British pharmaceutical firm AstraZeneca would not roll out its anti-COVID vaccine in the Philippines without an approval from the Food and Drug Administration (FDA), the Department of Health (DoH) said on Monday.
Doubts raised by some experts on the reported success rate of the drug is not also helping the quick rollout of the doses despite the Philippines being among the first in line to purchase the vaccine.
The Philippine private sector — funded by big companies — has placed an order of 2.6 million shots of a potential COVID-19 vaccine which are expected to be delivered in May next year.
The deal aims to inoculate just over a million Filipinos, or just one percent of the population, as the vaccine requires two doses per person.
Jose Concepcion, a government business adviser representing the private sector, earlier announced the purchase is meant to inoculate employees of several big companies.
Half of the purchase, meanwhile, will be donated to the government’s effort to have the medical frontline workers, the vulnerable and the poor sector vaccinated.
Former General Carlito Galvez Jr., the government’s vaccine czar, also disclosed that the government is also in the process of acquiring a million doses more to cover another 500,000 of the population.
In a televised briefing, Health Secretary Francisco Duque III said the agreement between the Philippine government, the private sector, and AstraZeneca may be deemed void if the drug maker’s vaccines will fail the FDA’s stringent review for safety and efficacy.
“It’s possible, because it means there was a violation of the agreement,” Duque said.
Last Friday, the Philippine government, the private sector, and executives from AstraZeneca signed the tripartite agreement for the 2.6 million doses of vaccines for the country.
Under the deal, some 30 private companies will shoulder the cost of coronavirus vaccines and with half donated to the government.
Jaime Montoya, executive director of the Department of Science and Technology’s (DoST) Council for Health Research and Development, said AstraZeneca also signed an agreement allowing the country’s vaccine experts panel to review the results of the firm’s previous clinical trials.
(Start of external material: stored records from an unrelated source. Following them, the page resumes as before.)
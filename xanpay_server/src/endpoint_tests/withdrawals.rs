//! Withdrawal endpoint tests. The interesting cases are the partial-failure ones: which provider
//! calls happen, and which rows are written, when a leg of the flow fails.

use actix_web::{http::StatusCode, web, web::ServiceConfig};
use custodial_tools::{WalletApiError, WalletTransaction};
use offramp_tools::{ExchangeRate, OffRampApiError, OfframpOrder};
use xanpay_engine::db_types::{LedgerEntryType, Merchant};
use xpg_common::MicroUsdc;

use super::helpers::{
    error_json,
    issue_token,
    ledger_entry,
    post_request,
    seed_merchant,
    seed_merchant_with_bank,
    SUBJECT,
};
use crate::{
    endpoint_tests::mocks::{MockOffRampClient, MockPaymentsDb, MockWallet},
    routes::{WithdrawCryptoRoute, WithdrawFiatRoute},
    withdrawal::WithdrawalApi,
};

fn rate() -> ExchangeRate {
    ExchangeRate { token: "USDC".to_string(), fiat: "NGN".to_string(), rate: 1500.0 }
}

fn order() -> OfframpOrder {
    OfframpOrder {
        id: "ord-123".to_string(),
        amount: "20".to_string(),
        token: "USDC".to_string(),
        network: "base".to_string(),
        receive_address: Some("0xrecv00aa11bb22cc33dd44ee55ff66aa77bb88cc".to_string()),
        reference: "TX0000000001".to_string(),
        valid_until: None,
    }
}

fn wallet_tx() -> WalletTransaction {
    WalletTransaction { id: "wtx-9".to_string(), hash: Some("0xhash".to_string()), status: "pending".to_string() }
}

fn install(cfg: &mut ServiceConfig, db: MockPaymentsDb, offramp: MockOffRampClient, wallet: MockWallet) {
    let api = WithdrawalApi::new(db, offramp, wallet, "NGN".to_string(), "base".to_string());
    cfg.service(WithdrawFiatRoute::<MockPaymentsDb, MockOffRampClient, MockWallet>::new())
        .service(WithdrawCryptoRoute::<MockPaymentsDb, MockOffRampClient, MockWallet>::new())
        .app_data(web::Data::new(api));
}

#[actix_web::test]
async fn a_fiat_withdrawal_composes_rate_order_and_payout() {
    let _ = env_logger::try_init().ok();
    let token = issue_token(SUBJECT);
    let body = serde_json::json!({"amount": 20.0});
    let (status, body) = post_request(&token, "/withdrawFiat", body, fiat_happy_path).await.expect("Request failed");
    assert_eq!(status, StatusCode::OK);
    assert!(body.contains("\"orderId\":\"ord-123\""), "got {body}");
    assert!(body.contains("\"rate\":1500.0"), "got {body}");
    assert!(body.contains("\"currency\":\"NGN\""), "got {body}");
}

fn fiat_happy_path(cfg: &mut ServiceConfig) {
    let mut db = MockPaymentsDb::new();
    db.expect_fetch_merchant_by_subject().returning(|_| Ok(Some(seed_merchant_with_bank())));
    db.expect_record_offramp_order().times(1).returning(|_, _, _, _| Ok(()));
    db.expect_insert_ledger_entry()
        .times(1)
        .returning(|_| Ok(ledger_entry(LedgerEntryType::Fiat, MicroUsdc::from_units(20))));
    let mut offramp = MockOffRampClient::new();
    offramp.expect_fetch_rate().times(1).returning(|_, _, _| Ok(rate()));
    offramp.expect_create_order().times(1).returning(|_| Ok(order()));
    let mut wallet = MockWallet::new();
    wallet.expect_withdraw().times(1).returning(|_, _, _, _| Ok(wallet_tx()));
    install(cfg, db, offramp, wallet);
}

#[actix_web::test]
async fn a_failed_rate_quote_creates_no_order_and_no_ledger_entry() {
    let _ = env_logger::try_init().ok();
    let token = issue_token(SUBJECT);
    let body = serde_json::json!({"amount": 20.0});
    let (status, body) = post_request(&token, "/withdrawFiat", body, fiat_rate_failure).await.expect("Request failed");
    assert_eq!(status, StatusCode::SERVICE_UNAVAILABLE);
    assert_eq!(body, error_json("An upstream provider is unavailable"));
}

fn fiat_rate_failure(cfg: &mut ServiceConfig) {
    let mut db = MockPaymentsDb::new();
    db.expect_fetch_merchant_by_subject().returning(|_| Ok(Some(seed_merchant_with_bank())));
    db.expect_record_offramp_order().times(0);
    db.expect_insert_ledger_entry().times(0);
    let mut offramp = MockOffRampClient::new();
    offramp.expect_fetch_rate().returning(|_, _, _| Err(OffRampApiError::NetworkError("timeout".to_string())));
    offramp.expect_create_order().times(0);
    let mut wallet = MockWallet::new();
    wallet.expect_withdraw().times(0);
    install(cfg, db, offramp, wallet);
}

#[actix_web::test]
async fn a_failed_payout_still_leaves_the_order_audit_row() {
    let _ = env_logger::try_init().ok();
    let token = issue_token(SUBJECT);
    let body = serde_json::json!({"amount": 20.0});
    let (status, body) = post_request(&token, "/withdrawFiat", body, fiat_wallet_failure).await.expect("Request failed");
    assert_eq!(status, StatusCode::SERVICE_UNAVAILABLE);
    assert_eq!(body, error_json("An upstream provider is unavailable"));
}

fn fiat_wallet_failure(cfg: &mut ServiceConfig) {
    let mut db = MockPaymentsDb::new();
    db.expect_fetch_merchant_by_subject().returning(|_| Ok(Some(seed_merchant_with_bank())));
    // The order is persisted before the on-chain leg, so it must be recorded even when the
    // payout fails. No ledger entry may be written.
    db.expect_record_offramp_order().times(1).returning(|_, _, _, _| Ok(()));
    db.expect_insert_ledger_entry().times(0);
    let mut offramp = MockOffRampClient::new();
    offramp.expect_fetch_rate().returning(|_, _, _| Ok(rate()));
    offramp.expect_create_order().returning(|_| Ok(order()));
    let mut wallet = MockWallet::new();
    wallet
        .expect_withdraw()
        .times(1)
        .returning(|_, _, _, _| Err(WalletApiError::QueryError { status: 500, message: "boom".to_string() }));
    install(cfg, db, offramp, wallet);
}

#[actix_web::test]
async fn an_order_without_a_receive_address_moves_no_funds() {
    let _ = env_logger::try_init().ok();
    let token = issue_token(SUBJECT);
    let body = serde_json::json!({"amount": 20.0});
    let (status, body) =
        post_request(&token, "/withdrawFiat", body, fiat_order_missing_receive_address).await.expect("Request failed");
    assert_eq!(status, StatusCode::SERVICE_UNAVAILABLE);
    assert_eq!(body, error_json("An upstream provider is unavailable"));
}

fn fiat_order_missing_receive_address(cfg: &mut ServiceConfig) {
    let mut db = MockPaymentsDb::new();
    db.expect_fetch_merchant_by_subject().returning(|_| Ok(Some(seed_merchant_with_bank())));
    // An order with no receive address aborts before the audit row, the payout and the ledger.
    db.expect_record_offramp_order().times(0);
    db.expect_insert_ledger_entry().times(0);
    let mut offramp = MockOffRampClient::new();
    offramp.expect_fetch_rate().returning(|_, _, _| Ok(rate()));
    offramp.expect_create_order().times(1).returning(|_| Ok(OfframpOrder { receive_address: None, ..order() }));
    let mut wallet = MockWallet::new();
    wallet.expect_withdraw().times(0);
    install(cfg, db, offramp, wallet);
}

#[actix_web::test]
async fn fiat_withdrawal_without_a_provider_address_is_rejected_up_front() {
    let _ = env_logger::try_init().ok();
    let token = issue_token(SUBJECT);
    let body = serde_json::json!({"amount": 20.0});
    let (status, body) =
        post_request(&token, "/withdrawFiat", body, fiat_no_provider_address).await.expect("Request failed");
    assert_eq!(status, StatusCode::BAD_REQUEST);
    assert_eq!(body, error_json("The withdrawal cannot proceed. The merchant has no provider-side wallet address"));
}

fn fiat_no_provider_address(cfg: &mut ServiceConfig) {
    let mut db = MockPaymentsDb::new();
    db.expect_fetch_merchant_by_subject()
        .returning(|_| Ok(Some(Merchant { provider_address_id: "".to_string(), ..seed_merchant_with_bank() })));
    db.expect_record_offramp_order().times(0);
    db.expect_insert_ledger_entry().times(0);
    let mut offramp = MockOffRampClient::new();
    offramp.expect_fetch_rate().times(0);
    offramp.expect_create_order().times(0);
    let mut wallet = MockWallet::new();
    wallet.expect_withdraw().times(0);
    install(cfg, db, offramp, wallet);
}

#[actix_web::test]
async fn fiat_withdrawal_without_bank_details_is_rejected_before_any_provider_call() {
    let _ = env_logger::try_init().ok();
    let token = issue_token(SUBJECT);
    let body = serde_json::json!({"amount": 20.0});
    let (status, body) = post_request(&token, "/withdrawFiat", body, fiat_no_bank_details).await.expect("Request failed");
    assert_eq!(status, StatusCode::BAD_REQUEST);
    assert_eq!(body, error_json("The withdrawal cannot proceed. Bank details must be registered before withdrawing fiat"));
}

fn fiat_no_bank_details(cfg: &mut ServiceConfig) {
    let mut db = MockPaymentsDb::new();
    db.expect_fetch_merchant_by_subject().returning(|_| Ok(Some(seed_merchant())));
    let mut offramp = MockOffRampClient::new();
    offramp.expect_fetch_rate().times(0);
    offramp.expect_create_order().times(0);
    let mut wallet = MockWallet::new();
    wallet.expect_withdraw().times(0);
    install(cfg, db, offramp, wallet);
}

#[actix_web::test]
async fn a_crypto_withdrawal_pays_out_and_records_a_send_entry() {
    let _ = env_logger::try_init().ok();
    let token = issue_token(SUBJECT);
    let body = serde_json::json!({"address": "0x1234567890abcdef1234567890abcdef12345678", "amount": 5.0});
    let (status, body) = post_request(&token, "/withdrawCrypto", body, crypto_happy_path).await.expect("Request failed");
    assert_eq!(status, StatusCode::OK);
    assert!(body.contains("\"hash\":\"0xhash\""), "got {body}");
}

fn crypto_happy_path(cfg: &mut ServiceConfig) {
    let mut db = MockPaymentsDb::new();
    db.expect_fetch_merchant_by_subject().returning(|_| Ok(Some(seed_merchant())));
    db.expect_insert_ledger_entry()
        .times(1)
        .returning(|_| Ok(ledger_entry(LedgerEntryType::Send, MicroUsdc::from_units(5))));
    let offramp = MockOffRampClient::new();
    let mut wallet = MockWallet::new();
    wallet.expect_withdraw().times(1).returning(|_, _, _, _| Ok(wallet_tx()));
    install(cfg, db, offramp, wallet);
}

#[actix_web::test]
async fn a_crypto_withdrawal_with_a_non_positive_amount_is_rejected() {
    let _ = env_logger::try_init().ok();
    let token = issue_token(SUBJECT);
    let body = serde_json::json!({"address": "0x1234567890abcdef1234567890abcdef12345678", "amount": 0.0});
    let (status, body) = post_request(&token, "/withdrawCrypto", body, crypto_never_reached).await.expect("Request failed");
    assert_eq!(status, StatusCode::BAD_REQUEST);
    assert_eq!(body, error_json("Invalid request. amount must be positive"));
}

fn crypto_never_reached(cfg: &mut ServiceConfig) {
    let mut db = MockPaymentsDb::new();
    db.expect_fetch_merchant_by_subject().times(0);
    db.expect_insert_ledger_entry().times(0);
    let offramp = MockOffRampClient::new();
    let mut wallet = MockWallet::new();
    wallet.expect_withdraw().times(0);
    install(cfg, db, offramp, wallet);
}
“What we have to do right now is we have to wait for the official publication of the data that we have been talking about. For now, the vaccine panel is basing their evaluation on the documents submitted to them by AstraZeneca,” Montoya said.
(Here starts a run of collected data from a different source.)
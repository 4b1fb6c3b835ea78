extern crate image;
#[macro_use]
extern crate log;
extern crate minifb;
#[macro_use]
extern crate serde_derive;

use std::time::{Duration, Instant};

pub mod config;
pub mod display;
pub mod display_framebuffer;
pub mod display_minifb;
pub mod effects;
pub mod errors;
pub mod font;
pub mod provider;
pub mod source;

pub(crate) struct Timer<F: Fn(Duration)> {
    start: Instant,
    f: F,
}

impl<F: Fn(Duration)> Timer<F> {
    pub(crate) fn new(f: F) -> Self {
        Self {
            start: Instant::now(),
            f,
        }
    }
}

impl<F: Fn(Duration)> Drop for Timer<F> {
    fn drop(&mut self) {
        (self.f)(self.start.elapsed())
    }
}
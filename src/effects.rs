//! The glitch: blocky pixelation and a contrast shift with random parameters

use std::fmt;
use std::ops::RangeInclusive;

use image::imageops::{self, FilterType};
use image::RgbImage;
use rand::Rng;

/// Range of the pixelation factor, inclusive
pub const PIXELATION_FACTORS: RangeInclusive<u32> = 2..=8;

/// Contrast bands, one is picked uniformly before drawing a value from it
#[derive(Debug, Clone, Copy, PartialEq, Eq)]
pub enum ContrastBand {
    /// Mushy, almost flat gray
    WashedOut,
    Mild,
    Extreme,
}

impl ContrastBand {
    pub const ALL: [ContrastBand; 3] = [
        ContrastBand::WashedOut,
        ContrastBand::Mild,
        ContrastBand::Extreme,
    ];

    pub fn range(self) -> RangeInclusive<f64> {
        match self {
            ContrastBand::WashedOut => 0.0..=0.2,
            ContrastBand::Mild => 0.5..=1.8,
            ContrastBand::Extreme => 3.0..=5.0,
        }
    }

    /// The band a contrast factor belongs to, if any
    pub fn of(contrast: f64) -> Option<ContrastBand> {
        Self::ALL
            .iter()
            .copied()
            .find(|band| band.range().contains(&contrast))
    }
}

/// Parameters of one degraded frame
#[derive(Debug, Clone, Copy, PartialEq)]
pub struct Degradation {
    pub pixelation: u32,
    pub contrast: f64,
}

impl Degradation {
    /// Draw a pixelation factor and a contrast factor rounded to two decimals.
    pub fn draw<R: Rng + ?Sized>(rng: &mut R) -> Self {
        let pixelation = rng.random_range(PIXELATION_FACTORS);
        let band = ContrastBand::ALL[rng.random_range(0..ContrastBand::ALL.len())];
        let contrast = (rng.random_range(band.range()) * 100.).round() / 100.;
        Self {
            pixelation,
            contrast,
        }
    }

    pub fn apply(&self, img: &RgbImage) -> RgbImage {
        adjust_contrast(&pixelate(img, self.pixelation), self.contrast)
    }
}

impl fmt::Display for Degradation {
    fn fmt(&self, f: &mut fmt::Formatter<'_>) -> fmt::Result {
        // `{:?}` keeps the decimal point on whole numbers: 3.0, not 3
        write!(f, "px {}, contrast {:?}", self.pixelation, self.contrast)
    }
}

/// Shrink by `factor` and blow back up, both with nearest-neighbor sampling.
///
/// The intermediate image is at least 1x1, so images smaller than the factor
/// collapse to a single color instead of failing.
pub fn pixelate(img: &RgbImage, factor: u32) -> RgbImage {
    let factor = factor.max(1);
    let (width, height) = img.dimensions();
    let small = imageops::resize(
        img,
        (width / factor).max(1),
        (height / factor).max(1),
        FilterType::Nearest,
    );
    imageops::resize(&small, width, height, FilterType::Nearest)
}

/// ITU-R 601 luma in 16.16 fixed point, rounded
fn luma(pixel: &image::Rgb<u8>) -> u32 {
    let [r, g, b] = pixel.0;
    (r as u32 * 19595 + g as u32 * 38470 + b as u32 * 7471 + 0x8000) >> 16
}

/// Mean luma of the image, rounded to the nearest gray level
pub fn mean_gray(img: &RgbImage) -> u8 {
    let count = img.width() as u64 * img.height() as u64;
    if count == 0 {
        return 0;
    }
    let sum: u64 = img.pixels().map(|p| luma(p) as u64).sum();
    (sum as f64 / count as f64 + 0.5) as u8
}

/// Interpolate every channel between the mean gray level and itself.
///
/// A factor of 1 returns the image unchanged, 0 a flat gray image, and values
/// above 1 push channels away from the mean.
pub fn adjust_contrast(img: &RgbImage, factor: f64) -> RgbImage {
    let gray = mean_gray(img) as f64;
    let mut out = img.clone();
    for pixel in out.pixels_mut() {
        for channel in pixel.0.iter_mut() {
            let value = gray + factor * (*channel as f64 - gray);
            *channel = if value <= 0. {
                0
            } else if value >= 255. {
                255
            } else {
                value as u8
            };
        }
    }
    out
}

#[cfg(test)]
mod tests {
    use super::*;
    use image::Rgb;
    use rand::rngs::StdRng;
    use rand::SeedableRng;

    fn gradient(width: u32, height: u32) -> RgbImage {
        RgbImage::from_fn(width, height, |x, y| {
            Rgb([(x * 7 % 256) as u8, (y * 13 % 256) as u8, ((x + y) % 256) as u8])
        })
    }

    #[test]
    fn draws_stay_in_range() {
        let mut rng = StdRng::seed_from_u64(7);
        let mut seen = Vec::new();
        for _ in 0..2000 {
            let d = Degradation::draw(&mut rng);
            assert!(PIXELATION_FACTORS.contains(&d.pixelation), "{:?}", d);
            let band = ContrastBand::of(d.contrast).unwrap_or_else(|| panic!("{:?}", d));
            assert_eq!((d.contrast * 100.).round() / 100., d.contrast);
            if !seen.contains(&band) {
                seen.push(band);
            }
        }
        assert_eq!(seen.len(), 3);
    }

    #[test]
    fn caption_fragment() {
        let d = Degradation {
            pixelation: 4,
            contrast: 4.2,
        };
        assert_eq!(d.to_string(), "px 4, contrast 4.2");
        let d = Degradation {
            pixelation: 2,
            contrast: 3.0,
        };
        assert_eq!(d.to_string(), "px 2, contrast 3.0");
    }

    #[test]
    fn pixelate_builds_uniform_blocks() {
        let img = gradient(100, 100);
        let out = pixelate(&img, 4);
        assert_eq!(out.dimensions(), (100, 100));
        for by in (0..100).step_by(4) {
            for bx in (0..100).step_by(4) {
                let first = out.get_pixel(bx, by);
                for y in by..by + 4 {
                    for x in bx..bx + 4 {
                        assert_eq!(out.get_pixel(x, y), first);
                    }
                }
            }
        }
        // 25x25 distinct source samples survive
        let mut colors: Vec<_> = out.pixels().map(|p| p.0).collect();
        colors.sort_unstable();
        colors.dedup();
        assert!(colors.len() > 1);
    }

    #[test]
    fn pixelate_smaller_than_factor() {
        let img = gradient(3, 2);
        let out = pixelate(&img, 8);
        assert_eq!(out.dimensions(), (3, 2));
        let first = *out.get_pixel(0, 0);
        assert!(out.pixels().all(|p| *p == first));

        let line = gradient(1, 50);
        assert_eq!(pixelate(&line, 5).dimensions(), (1, 50));
    }

    #[test]
    fn contrast_one_is_identity() {
        let img = gradient(32, 16);
        assert_eq!(adjust_contrast(&img, 1.0), img);
    }

    #[test]
    fn contrast_zero_is_flat_mean_gray() {
        let img = RgbImage::from_fn(2, 1, |x, _| if x == 0 { Rgb([0, 0, 0]) } else { Rgb([255, 255, 255]) });
        let out = adjust_contrast(&img, 0.0);
        // mean of 0 and 255 is 127.5, rounds up
        assert!(out.pixels().all(|p| p.0 == [128, 128, 128]));
    }

    #[test]
    fn contrast_above_one_spreads_values() {
        let img = RgbImage::from_fn(2, 1, |x, _| if x == 0 { Rgb([100, 100, 100]) } else { Rgb([150, 150, 150]) });
        let out = adjust_contrast(&img, 2.0);
        assert_eq!(out.get_pixel(0, 0).0, [75, 75, 75]);
        assert_eq!(out.get_pixel(1, 0).0, [175, 175, 175]);

        let out = adjust_contrast(&img, 5.0);
        assert_eq!(out.get_pixel(0, 0).0, [0, 0, 0]);
        assert_eq!(out.get_pixel(1, 0).0, [250, 250, 250]);
    }

    #[test]
    fn apply_pixelates_then_adjusts_contrast() {
        let img = gradient(100, 100);
        let d = Degradation {
            pixelation: 4,
            contrast: 4.2,
        };
        let expected = adjust_contrast(&pixelate(&img, 4), 4.2);
        assert_eq!(d.apply(&img), expected);
    }
}
//! Utilities to rasterize the caption text to images

use std::path::Path;

use crate::errors::{ConveyorError, ConveyorResult};
use font_kit::canvas::{Canvas, Format, RasterizationOptions};
use font_kit::family_name::FamilyName;
use font_kit::font::Font;
use font_kit::hinting::HintingOptions;
use font_kit::properties::Properties;
use font_kit::source::SystemSource;

use image::{Rgb, RgbImage};
use pathfinder_geometry::transform2d::Transform2F;
use pathfinder_geometry::vector::{Vector2F, Vector2I};

/// A font renderer to rasterize text to images
#[derive(Debug)]
pub struct FontRenderer {
    font: Font,
}

impl FontRenderer {
    /// Create a new font renderer, selecting the system's sans-serif font.
    pub fn new() -> ConveyorResult<Self> {
        let font = SystemSource::new()
            .select_best_match(&[FamilyName::SansSerif], &Properties::new())
            .map_err(|e| ConveyorError::FontError(format!("{:?}", e)))?
            .load()
            .map_err(|e| ConveyorError::FontError(format!("{:?}", e)))?;
        info!("Font: {} ({})", font.full_name(), font.family_name());
        Ok(Self { font })
    }

    /// Create a new font renderer from a font file.
    pub fn from_path<P: AsRef<Path>>(path: P) -> ConveyorResult<Self> {
        let font = Font::from_path(path.as_ref(), 0).map_err(|e| {
            ConveyorError::FontError(format!("{}: {:?}", path.as_ref().display(), e))
        })?;
        Ok(Self { font })
    }

    /// Render white text on a black box, `size` pixels high plus padding.
    ///
    /// The box is as wide as the text, but never wider than `max_width`;
    /// glyphs that do not fit are dropped.
    pub fn render(&self, text: &str, size: f32, max_width: u32) -> ConveyorResult<RgbImage> {
        let hinting = HintingOptions::None;
        let rasterization = RasterizationOptions::GrayscaleAa;
        let metrics = self.font.metrics();
        let scale = size / metrics.units_per_em as f32;
        let padding = (size / 4.).ceil();
        let baseline = padding + metrics.ascent * scale;

        let mut glyphs = Vec::new();
        let mut pen_x = padding;
        for c in text.chars() {
            if let Some(glyph_id) = self.font.glyph_for_char(c) {
                let advance = self
                    .font
                    .advance(glyph_id)
                    .map_err(|e| ConveyorError::FontError(format!("{:?}", e)))?
                    .x()
                    * scale;
                if pen_x + advance + padding > max_width as f32 {
                    break;
                }
                glyphs.push((glyph_id, pen_x));
                pen_x += advance;
            }
        }

        let width = ((pen_x + padding).ceil() as u32).clamp(1, max_width.max(1));
        let height = (size * 1.5).ceil() as u32;
        let mut canvas = Canvas::new(Vector2I::new(width as _, height as _), Format::A8);
        for (glyph_id, x) in glyphs {
            self.font
                .rasterize_glyph(
                    &mut canvas,
                    glyph_id,
                    size,
                    Transform2F::from_translation(Vector2F::new(x, baseline)),
                    hinting,
                    rasterization,
                )
                .map_err(|e| ConveyorError::FontError(format!("{:?}", e)))?;
        }

        Ok(RgbImage::from_fn(width, height, |x, y| {
            let coverage = canvas.pixels[y as usize * canvas.stride + x as usize];
            Rgb([coverage, coverage, coverage])
        }))
    }
}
AstraZeneca and its partner, the University of Oxford, had been accused of cherry picking its data from the clinical trial of its potential COVID-19 vaccine to supposedly show a high efficacy rate.
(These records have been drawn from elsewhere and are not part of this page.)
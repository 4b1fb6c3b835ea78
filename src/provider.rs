use std::path::Path;

use image::{Rgb, RgbImage, RgbaImage};
use rand::Rng;

use crate::effects::Degradation;
use crate::errors::{ConveyorError, ConveyorResult};
use crate::source::ImageSource;

/// A decoded image and the caption shown on top of it
#[derive(Debug, Clone, PartialEq)]
pub struct Frame {
    pub image: RgbImage,
    pub caption: String,
}

impl Frame {
    pub fn original(name: &str, image: RgbImage) -> Self {
        Self {
            image,
            caption: format!("{} - original", name),
        }
    }

    pub fn modified(name: &str, image: RgbImage, degradation: &Degradation) -> Self {
        Self {
            image: degradation.apply(&image),
            caption: format!("{} - modified ({})", name, degradation),
        }
    }
}

/// A path that could not be turned into a frame
#[derive(Debug)]
pub struct SkippedFrame {
    pub caption: String,
    pub error: ConveyorError,
}

pub trait Provider {
    /// The next frame, or `ConveyorError::Retry` if the current image was skipped.
    fn next_frame(&mut self) -> ConveyorResult<Frame>;
}

impl Provider for Box<dyn Provider> {
    fn next_frame(&mut self) -> ConveyorResult<Frame> {
        (**self).next_frame()
    }
}

fn file_name(path: &Path) -> String {
    path.file_name()
        .unwrap_or_else(|| path.as_os_str())
        .to_string_lossy()
        .into_owned()
}

/// Decode the whole image, guessing the format from its contents first.
pub fn load_image_from_path<P: AsRef<Path>>(path: P) -> ConveyorResult<RgbImage> {
    let _t = crate::Timer::new(|e| debug!("Loading took {}ms", e.as_millis()));
    let img = image::io::Reader::open(&path)?
        .with_guessed_format()?
        .decode()?;
    if img.color().has_alpha() {
        Ok(flatten_on_white(&img.to_rgba8()))
    } else {
        Ok(img.to_rgb8())
    }
}

/// Composite over a white background, the way transparent areas look on screen.
pub fn flatten_on_white(img: &RgbaImage) -> RgbImage {
    RgbImage::from_fn(img.width(), img.height(), |x, y| {
        let [r, g, b, a] = img.get_pixel(x, y).0;
        let alpha = a as u32;
        let blend = |c: u8| ((c as u32 * alpha + 255 * (255 - alpha) + 127) / 255) as u8;
        Rgb([blend(r), blend(g), blend(b)])
    })
}

/// Loads images and degrades a share of them
pub struct FrameProcessor<R: Rng> {
    rng: R,
    modification_rate: f64,
}

impl<R: Rng> FrameProcessor<R> {
    pub fn new(rng: R, modification_rate: f64) -> Self {
        Self {
            rng,
            modification_rate,
        }
    }

    pub fn process<P: AsRef<Path>>(&mut self, path: P) -> Result<Frame, SkippedFrame> {
        let path = path.as_ref();
        let name = file_name(path);
        let image = match load_image_from_path(path) {
            Ok(image) => image,
            Err(error) => {
                warn!("Error processing image {}: {}", path.display(), error);
                return Err(SkippedFrame {
                    caption: format!("Error: {}", name),
                    error,
                });
            }
        };

        if self.rng.random::<f64>() < self.modification_rate {
            let degradation = Degradation::draw(&mut self.rng);
            debug!("Degrading {} with {}", name, degradation);
            Ok(Frame::modified(&name, image, &degradation))
        } else {
            Ok(Frame::original(&name, image))
        }
    }
}

/// Cycles through an image source and runs every path through a processor
pub struct ConveyorProvider<R: Rng> {
    source: ImageSource,
    processor: FrameProcessor<R>,
}

impl<R: Rng> ConveyorProvider<R> {
    pub fn new(source: ImageSource, processor: FrameProcessor<R>) -> Self {
        Self { source, processor }
    }
}

impl<R: Rng> Provider for ConveyorProvider<R> {
    fn next_frame(&mut self) -> ConveyorResult<Frame> {
        let path = self.source.next_path();
        info!("Loading {}", path.display());
        self.processor
            .process(path)
            .map_err(|_skipped| ConveyorError::Retry)
    }
}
The firm previously announced that its vaccine showed a 70 percent efficacy rate on average. The rate jumped to 90 percent when an initial half-dose, then a full dose was given, similar to those being developed by American company Moderna, as well as Pfizer and its German partner BioNTech.
American scientists pointed out that the higher efficacy rate of AstraZeneca’s vaccine came from a smaller trial consisting of people aged 55 and below.
In response to criticisms, AstraZeneca chief executive Pascal Soriot told Bloomberg that further research is needed to ensure the efficacy of its coronavirus vaccine.
AstraZeneca is one of the five drug makers which expressed interest to conduct Phase 3 clinical trials of their COVID-19 vaccines in the Philippines.
Chinese firms Sinovac Biotech and Clover Biopharmaceuticals have previously passed the evaluation of the country’s vaccine expert panel. These firms are now seeking the approval of the ethics review committee and the FDA.
The other firms that applied to conduct late-stage trials here are Russia’s Gamaleya Research Institute and Belgium-based Janssen Pharmaceuticals.